I've never done anything in the 1,000 page range using FP and don't ever plan to. I've found that dynamic is the only way to go once you pass a certain threshold of pages within your site. In my case, I have that threshold set at about 150/200 pages if applicable. Some sites just need pure html pages sitting there because they don't fit in a dynamic environment. My motto is; let's see if we can make them fit! ;)
P.S. You also have the option of Saving Changed Pages Only when publishing. This will definitely bring the publishing time to a minimum.
| 1:29 pm on Jan 7, 2003 (gmt 0)|
will look into that info!
| 1:52 pm on Jan 7, 2003 (gmt 0)|
It seems like newer versions of FP are better, but one of the reasons I stopped using it was the tedious updating as sites got larger. The sites I was working with were well under 1K in page count, too.

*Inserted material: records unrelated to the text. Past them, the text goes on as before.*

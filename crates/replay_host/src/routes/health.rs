use crate::handlers::health as routes;
use crate::AppState;
use axum::routing::get;
use axum::{extract::FromRef, http::Method, Router};
use tower_http::cors::{Any, CorsLayer};

pub fn get_health<S>() -> Router<S>
where
	S: Clone + Send + Sync + 'static,
	AppState: FromRef<S>,
{
	let cors = CorsLayer::new().allow_origin(Any).allow_methods([Method::GET]).allow_headers(Any);

	Router::new().route("/health", get(routes::health)).layer(cors)
}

One suggestion: Use server-side includes for all standard info like navbars, page heads, etc. This will let you change every page on the site by tweaking one small file - no super-slow shared border updates, or lengthy publishing sessions required. (Not a bad idea regardless of the HTML editor you use!)
If you search under FrontPage here, you'll find plenty of FP-bashing (and some defending). Assuming you can live with the other FP quirks/limitations, I think using SSI and avoiding almost all mass updates will make FP usable for a fairly large site.
| 7:48 pm on Jan 9, 2003 (gmt 0)|
I use FrontPage 2000 for a site with more than 3,500 pages. I've found that it's most efficient to convert major subdirectories into subwebs. (This is easy to do with the "Convert to Web" command, but you should be aware that you'll need to duplicate your shared borders, include files, etc. in the new subweb after the conversion.)
The biggest subweb in my site has maybe 2,000 pages, and I get a timeout error during the "processing updates" phase when I use FP's "Publish" command. This isn't a problem, since it's a spurious error and the site actually publishes just fine. The other annoyance with a really big subweb is how long I have to wait for an include file or border to save if I make a navbar change.
One of these days I'll probably split that 2,000-page subweb into two or three smaller subwebs for convenience, but I'm in no hurry. When I'm just adding and maintaining pages without changing the navigational scheme, I upload pages by ftp anyway (not out of necessity, but out of longtime habit).